Dupuy, en l’absence d’Hanotaux, avait pris l’intérim des Affaires étrangères. Munster lui renouvela ses protestations ; Dupuy récrimina contre les journaux, mais, pas plus qu’Hanotaux, il n’eut le courage de regarder le problème en face. Affronter la tempête populaire lui paraissait le seul péril du moment.
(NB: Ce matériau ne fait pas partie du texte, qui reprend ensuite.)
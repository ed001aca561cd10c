//! Activity log
//!
//! Bounded newest-first ring of human-readable events for the operator
//! surfaces. Not an audit trail; entries past the cap are simply gone.

use chrono::{DateTime, Utc};
use serde::Serialize;
use std::collections::VecDeque;

/// One logged event
#[derive(Debug, Clone, Serialize)]
pub struct ActivityEntry {
    pub timestamp: DateTime<Utc>,
    pub message: String,
}

/// Newest-first ring of activity entries
pub struct ActivityLog {
    entries: VecDeque<ActivityEntry>,
    cap: usize,
}

impl ActivityLog {
    pub fn new(cap: usize) -> Self {
        Self {
            entries: VecDeque::with_capacity(cap),
            cap,
        }
    }

    /// Record an event, evicting the oldest entry past the cap
    pub fn push(&mut self, message: impl Into<String>) {
        self.entries.push_front(ActivityEntry {
            timestamp: Utc::now(),
            message: message.into(),
        });
        while self.entries.len() > self.cap {
            self.entries.pop_back();
        }
    }

    /// All entries, newest first
    pub fn entries(&self) -> Vec<ActivityEntry> {
        self.entries.iter().cloned().collect()
    }

    pub fn len(&self) -> usize {
        self.entries.len()
    }

    pub fn is_empty(&self) -> bool {
        self.entries.is_empty()
    }
}

#[cfg(test)]
mod tests {
    use super::*;

    #[test]
    fn newest_first_and_capped() {
        let mut log = ActivityLog::new(3);
        for i in 0..5 {
            log.push(format!("event {}", i));
        }

        let entries = log.entries();
        assert_eq!(entries.len(), 3);
        assert_eq!(entries[0].message, "event 4");
        assert_eq!(entries[2].message, "event 2");
    }
}
//! Station registry
//!
//! Process-wide mapping from station id to its live record: identity fields
//! from BootNotification, the outbound send handle for the current
//! connection, and the heartbeat instant the liveness sweep checks. Callers
//! hold the registry behind a `tokio::sync::Mutex`, making each operation
//! atomic.

use chrono::{DateTime, Utc};
use serde::Serialize;
use std::collections::HashMap;
use std::time::{Duration, Instant};
use tokio::sync::mpsc;

/// Online/offline state of a station record
#[derive(Debug, Clone, Copy, PartialEq, Eq, Serialize)]
#[serde(rename_all = "lowercase")]
pub enum StationStatus {
    Online,
    Offline,
}

/// One charge point known to this process
#[derive(Debug)]
pub struct Station {
    /// Opaque identifier from the connect URL
    pub id: String,
    /// Outbound send handle for the current connection; dropped on close
    sender: Option<mpsc::UnboundedSender<String>>,
    /// Connection generation, used to ignore teardown of replaced connections
    pub generation: u64,
    pub connected_at: DateTime<Utc>,
    pub status: StationStatus,
    pub vendor: String,
    pub model: String,
    pub firmware_version: String,
    /// Monotonic instant of the last liveness-bearing frame
    pub last_heartbeat: Instant,
}

/// Read-only view of a station record for the query APIs
#[derive(Debug, Clone, Serialize)]
pub struct StationSnapshot {
    pub id: String,
    pub connected_at: DateTime<Utc>,
    pub status: StationStatus,
    pub vendor: String,
    pub model: String,
    pub firmware_version: String,
    /// Seconds since the last heartbeat-bearing frame
    pub last_heartbeat_secs_ago: u64,
}

/// Registry of all stations seen by this process
pub struct StationRegistry {
    stations: HashMap<String, Station>,
    next_generation: u64,
}

impl StationRegistry {
    pub fn new() -> Self {
        Self {
            stations: HashMap::new(),
            next_generation: 0,
        }
    }

    /// Insert or replace the record for a freshly connected station.
    ///
    /// Returns the connection generation the caller must present when
    /// tearing down, so a replaced connection cannot clobber its successor.
    pub fn register(
        &mut self,
        id: &str,
        sender: mpsc::UnboundedSender<String>,
        now: Instant,
    ) -> u64 {
        self.next_generation += 1;
        let generation = self.next_generation;
        self.stations.insert(
            id.to_string(),
            Station {
                id: id.to_string(),
                sender: Some(sender),
                generation,
                connected_at: Utc::now(),
                status: StationStatus::Online,
                vendor: "Unknown".to_string(),
                model: "Unknown".to_string(),
                firmware_version: "Unknown".to_string(),
                last_heartbeat: now,
            },
        );
        generation
    }

    /// Fill device identity from BootNotification; marks the station online.
    pub fn update_boot(&mut self, id: &str, vendor: &str, model: &str, firmware: &str) {
        if let Some(station) = self.stations.get_mut(id) {
            station.vendor = vendor.to_string();
            station.model = model.to_string();
            station.firmware_version = firmware.to_string();
            station.status = StationStatus::Online;
        }
    }

    /// Record liveness: refresh the heartbeat instant and mark online.
    pub fn touch(&mut self, id: &str, now: Instant) {
        if let Some(station) = self.stations.get_mut(id) {
            station.last_heartbeat = now;
            station.status = StationStatus::Online;
        }
    }

    /// Mark a station offline without removing the record.
    ///
    /// The send handle stays in place: a station the heartbeat sweep timed
    /// out may still be connected, and its next frame flips it back online.
    /// Returns true if the station was online.
    pub fn mark_offline(&mut self, id: &str) -> bool {
        match self.stations.get_mut(id) {
            Some(station) if station.status == StationStatus::Online => {
                station.status = StationStatus::Offline;
                true
            }
            _ => false,
        }
    }

    /// Connection teardown: mark offline and drop the send handle, but only
    /// if the record still belongs to the closing connection.
    pub fn close_connection(&mut self, id: &str, generation: u64) -> bool {
        match self.stations.get_mut(id) {
            Some(station) if station.generation == generation => {
                station.status = StationStatus::Offline;
                station.sender = None;
                true
            }
            _ => false,
        }
    }

    /// Whether a live connection is currently registered for this id
    pub fn is_online(&self, id: &str) -> bool {
        self.stations
            .get(id)
            .is_some_and(|s| s.status == StationStatus::Online && s.sender.is_some())
    }

    /// Outbound send handle, available only while the station is online
    pub fn sender_for(&self, id: &str) -> Option<mpsc::UnboundedSender<String>> {
        self.stations
            .get(id)
            .filter(|s| s.status == StationStatus::Online)
            .and_then(|s| s.sender.clone())
    }

    /// Read snapshot of one station
    pub fn snapshot(&self, id: &str) -> Option<StationSnapshot> {
        self.stations.get(id).map(snapshot_of)
    }

    /// Read-only listing for dashboards and APIs
    pub fn snapshot_all(&self) -> Vec<StationSnapshot> {
        let mut all: Vec<StationSnapshot> = self.stations.values().map(snapshot_of).collect();
        all.sort_by(|a, b| a.id.cmp(&b.id));
        all
    }

    /// Online stations whose last heartbeat is older than `timeout`
    pub fn stale_online(&self, now: Instant, timeout: Duration) -> Vec<String> {
        self.stations
            .values()
            .filter(|s| {
                s.status == StationStatus::Online
                    && now.saturating_duration_since(s.last_heartbeat) > timeout
            })
            .map(|s| s.id.clone())
            .collect()
    }

    /// (total, online) record counts
    pub fn counts(&self) -> (usize, usize) {
        let online = self
            .stations
            .values()
            .filter(|s| s.status == StationStatus::Online)
            .count();
        (self.stations.len(), online)
    }
}

impl Default for StationRegistry {
    fn default() -> Self {
        Self::new()
    }
}

fn snapshot_of(station: &Station) -> StationSnapshot {
    StationSnapshot {
        id: station.id.clone(),
        connected_at: station.connected_at,
        status: station.status,
        vendor: station.vendor.clone(),
        model: station.model.clone(),
        firmware_version: station.firmware_version.clone(),
        last_heartbeat_secs_ago: station.last_heartbeat.elapsed().as_secs(),
    }
}
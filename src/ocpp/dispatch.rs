//! OCPP action dispatch
//!
//! Maps each inbound CALL to its CALLRESULT payload and the state changes it
//! implies. Every action gets exactly one affirmative reply; protocol
//! tolerance is the rule here. A StopTransaction for a transaction some
//! sweep already finalized still answers Accepted, and an unrecognized
//! action answers `{}` rather than a CALLERROR.

use crate::hub::Hub;
use crate::logging::ScopedLog;
use crate::ocpp::meter::parse_meter_values;
use crate::session::{FinalizeReason, next_transaction_id};
use chrono::{SecondsFormat, Utc};
use serde_json::{Value, json};
use std::sync::Arc;
use std::time::Instant;

/// BootNotification reply asks the station to heartbeat on this interval.
const HEARTBEAT_INTERVAL_SECS: u32 = 300;

/// Produce the CALLRESULT payload for one inbound CALL
pub async fn dispatch_call(
    hub: &Arc<Hub>,
    station_id: &str,
    action: &str,
    payload: &Value,
) -> Value {
    match action {
        "BootNotification" => boot_notification(hub, station_id, payload).await,
        "Heartbeat" => heartbeat(hub, station_id).await,
        "StatusNotification" => status_notification(hub, station_id, payload).await,
        "StartTransaction" => start_transaction(hub, station_id, payload).await,
        "StopTransaction" => stop_transaction(hub, station_id, payload).await,
        "MeterValues" => meter_values(hub, station_id, payload).await,
        other => {
            ScopedLog::new("dispatch").debug(&format!(
                "Unhandled action {} from {}, answering empty result",
                other, station_id
            ));
            json!({})
        }
    }
}

fn iso_now() -> String {
    Utc::now().to_rfc3339_opts(SecondsFormat::Secs, true)
}

async fn boot_notification(hub: &Arc<Hub>, station_id: &str, payload: &Value) -> Value {
    let vendor = payload
        .get("chargePointVendor")
        .and_then(|v| v.as_str())
        .unwrap_or("Unknown");
    let model = payload
        .get("chargePointModel")
        .and_then(|v| v.as_str())
        .unwrap_or("Unknown");
    let firmware = payload
        .get("firmwareVersion")
        .and_then(|v| v.as_str())
        .unwrap_or("Unknown");

    {
        let mut registry = hub.registry.lock().await;
        registry.update_boot(station_id, vendor, model, firmware);
        registry.touch(station_id, Instant::now());
    }

    hub.log_activity(format!("Station {} booted ({} {})", station_id, vendor, model))
        .await;
    hub.notify_bridge(
        "registerStation",
        json!({
            "station_id": station_id,
            "vendor": vendor,
            "model": model,
            "firmware_version": firmware,
        }),
    );

    json!({
        "status": "Accepted",
        "currentTime": iso_now(),
        "interval": HEARTBEAT_INTERVAL_SECS,
    })
}

async fn heartbeat(hub: &Arc<Hub>, station_id: &str) -> Value {
    hub.registry.lock().await.touch(station_id, Instant::now());
    hub.notify_bridge(
        "updateStation",
        json!({
            "station_id": station_id,
            "last_heartbeat": iso_now(),
        }),
    );
    json!({"currentTime": iso_now()})
}

/// Bridge-facing connector state for an OCPP status string
pub fn map_connector_state(status: &str) -> &'static str {
    match status {
        "Available" => "available",
        "Charging" => "charging",
        "Faulted" => "error",
        _ => "offline",
    }
}

async fn status_notification(hub: &Arc<Hub>, station_id: &str, payload: &Value) -> Value {
    let connector_id = payload
        .get("connectorId")
        .and_then(|v| v.as_u64())
        .unwrap_or(0) as u32;
    let status = payload.get("status").and_then(|v| v.as_str()).unwrap_or("");

    // No local connector table; the station remains the source of truth.
    hub.notify_bridge(
        "updateStation",
        json!({
            "station_id": station_id,
            "connector_id": connector_id,
            "state": map_connector_state(status),
        }),
    );
    json!({})
}

async fn start_transaction(hub: &Arc<Hub>, station_id: &str, payload: &Value) -> Value {
    let connector_id = payload
        .get("connectorId")
        .and_then(|v| v.as_u64())
        .unwrap_or(1)
        .max(1) as u32;

    let transaction_id = next_transaction_id();
    let displaced = {
        let mut sessions = hub.sessions.lock().await;
        // One active transaction per connector; a dangling predecessor is
        // closed out before the new one opens.
        let dangling = sessions
            .find_by_connector(station_id, connector_id)
            .map(|s| s.transaction_id.clone());
        let displaced =
            dangling.and_then(|tx| sessions.finalize(&tx, FinalizeReason::Stop, Utc::now(), None));
        sessions.open(
            transaction_id.to_string(),
            station_id,
            connector_id,
            Utc::now(),
            Instant::now(),
        );
        displaced
    };
    if let Some(displaced) = displaced {
        hub.log_activity(format!(
            "Session {} on {} port {} displaced by a new start",
            displaced.transaction_id, station_id, connector_id
        ))
        .await;
    }

    hub.log_activity(format!(
        "Session {} started on {} port {}",
        transaction_id, station_id, connector_id
    ))
    .await;
    hub.notify_bridge(
        "createSession",
        json!({
            "transaction_id": transaction_id.to_string(),
            "station_id": station_id,
            "connector_id": connector_id,
        }),
    );

    json!({
        "transactionId": transaction_id,
        "idTagInfo": {"status": "Accepted"},
    })
}

async fn stop_transaction(hub: &Arc<Hub>, station_id: &str, payload: &Value) -> Value {
    let transaction_id = match payload.get("transactionId") {
        Some(Value::Number(n)) => n.to_string(),
        Some(Value::String(s)) => s.clone(),
        _ => String::new(),
    };
    // meterStop is a Wh register; completed sessions carry kWh
    let final_energy = payload
        .get("meterStop")
        .and_then(|v| v.as_f64())
        .map(|wh| wh / 1000.0);

    if !transaction_id.is_empty() {
        // None means a sweep or disconnect already finalized this one; the
        // station still gets Accepted, it cannot avoid the race.
        hub.finalize_session(&transaction_id, FinalizeReason::Stop, final_energy)
            .await;
    } else {
        ScopedLog::new("dispatch").warn(&format!(
            "StopTransaction from {} without transactionId",
            station_id
        ));
    }

    json!({"idTagInfo": {"status": "Accepted"}})
}

async fn meter_values(hub: &Arc<Hub>, station_id: &str, payload: &Value) -> Value {
    let connector_id = payload
        .get("connectorId")
        .and_then(|v| v.as_u64())
        .unwrap_or(0) as u32;
    let meter_value = payload
        .get("meterValue")
        .and_then(|v| v.as_array())
        .cloned()
        .unwrap_or_default();
    let tx_hint = match payload.get("transactionId") {
        Some(Value::Number(n)) => Some(n.to_string()),
        Some(Value::String(s)) => Some(s.clone()),
        _ => None,
    };

    let reading = parse_meter_values(&meter_value);
    let now = Instant::now();

    // Streaming telemetry counts as liveness
    hub.registry.lock().await.touch(station_id, now);

    let mut recovered: Option<String> = None;
    let resolved = {
        let mut sessions = hub.sessions.lock().await;
        let mut resolved = tx_hint.filter(|tx| sessions.find_by_tx(tx).is_some());
        if resolved.is_none() {
            resolved = sessions
                .find_by_connector(station_id, connector_id)
                .map(|s| s.transaction_id.clone());
        }
        if resolved.is_none() && !meter_value.is_empty() && connector_id >= 1 {
            // The station was charging before we knew about it; synthesize
            // a session so its telemetry is not dropped.
            let transaction_id = format!("auto-{}", next_transaction_id());
            sessions.open(
                transaction_id.clone(),
                station_id,
                connector_id,
                Utc::now(),
                now,
            );
            recovered = Some(transaction_id.clone());
            resolved = Some(transaction_id);
        }
        if let Some(transaction_id) = &resolved {
            sessions.update_meter(transaction_id, &reading, now);
        }
        resolved
    };

    if let Some(transaction_id) = recovered {
        ScopedLog::new("dispatch").info(&format!(
            "Recovered orphan session {} on {} connector {}",
            transaction_id, station_id, connector_id
        ));
        hub.log_activity(format!(
            "Recovered session {} on {} port {}",
            transaction_id, station_id, connector_id
        ))
        .await;
    }

    if resolved.is_some() {
        hub.notify_bridge_telemetry(station_id, connector_id, reading.energy_kwh, reading.power_w);
    }

    json!({})
}

#[cfg(test)]
mod tests {
    use super::*;

    #[test]
    fn connector_state_mapping() {
        assert_eq!(map_connector_state("Available"), "available");
        assert_eq!(map_connector_state("Charging"), "charging");
        assert_eq!(map_connector_state("Faulted"), "error");
        assert_eq!(map_connector_state("Unavailable"), "offline");
        assert_eq!(map_connector_state("SuspendedEV"), "offline");
        assert_eq!(map_connector_state(""), "offline");
    }
}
Les ministres se réunirent en conseil le jour de la parade d’exécution ; c’était un de leurs jours habituels de séance. Ils se félicitèrent que le dernier acte du drame eût été accompli. Comme les journaux prédisaient que Dreyfus ne serait pas plus tôt déporté à la presqu’île Ducos qu’il s’échapperait, tel Bazaine de l’île Sainte-Marguerite, avec la complicité du Gouvernement vendu aux juifs, — soit pour porter à la Prusse ceux des secrets qu’il ne lui avait pas encore livrés, soit même pour entrer avec son grade, capitaine de hulans, dans l’armée allemande, — ils décidèrent de jeter à la foule aboyante un nouvel os. Ils adoptèrent le projet de Mercier sur les îles du Salut : Dreyfus irait à l’île du Diable.

Quelques heures après, le comte de Munster communiquait à Dupuy la dépêche qu’il venait de recevoir du chancelier allemand :

« S. M. l’Empereur, ayant toute confiance dans la loyauté du Président et du Gouvernement de la République, prie Votre Excellence de dire à M. Casimir-Perier que, s’il est prouvé que l’ambassade d’Allemagne n’a jamais été impliquée dans l’affaire Dreyfus, Sa Majesté espère que le Gouvernement de la République n’hésitera pas à le déclarer.

« Sans une déclaration formelle, les légendes, que la presse continue à semer sur le compte de l’ambassade d’Allemagne, subsisteraient et compromettraient la situation du représentant de l’Empereur.

Signé : de Hohenlohe »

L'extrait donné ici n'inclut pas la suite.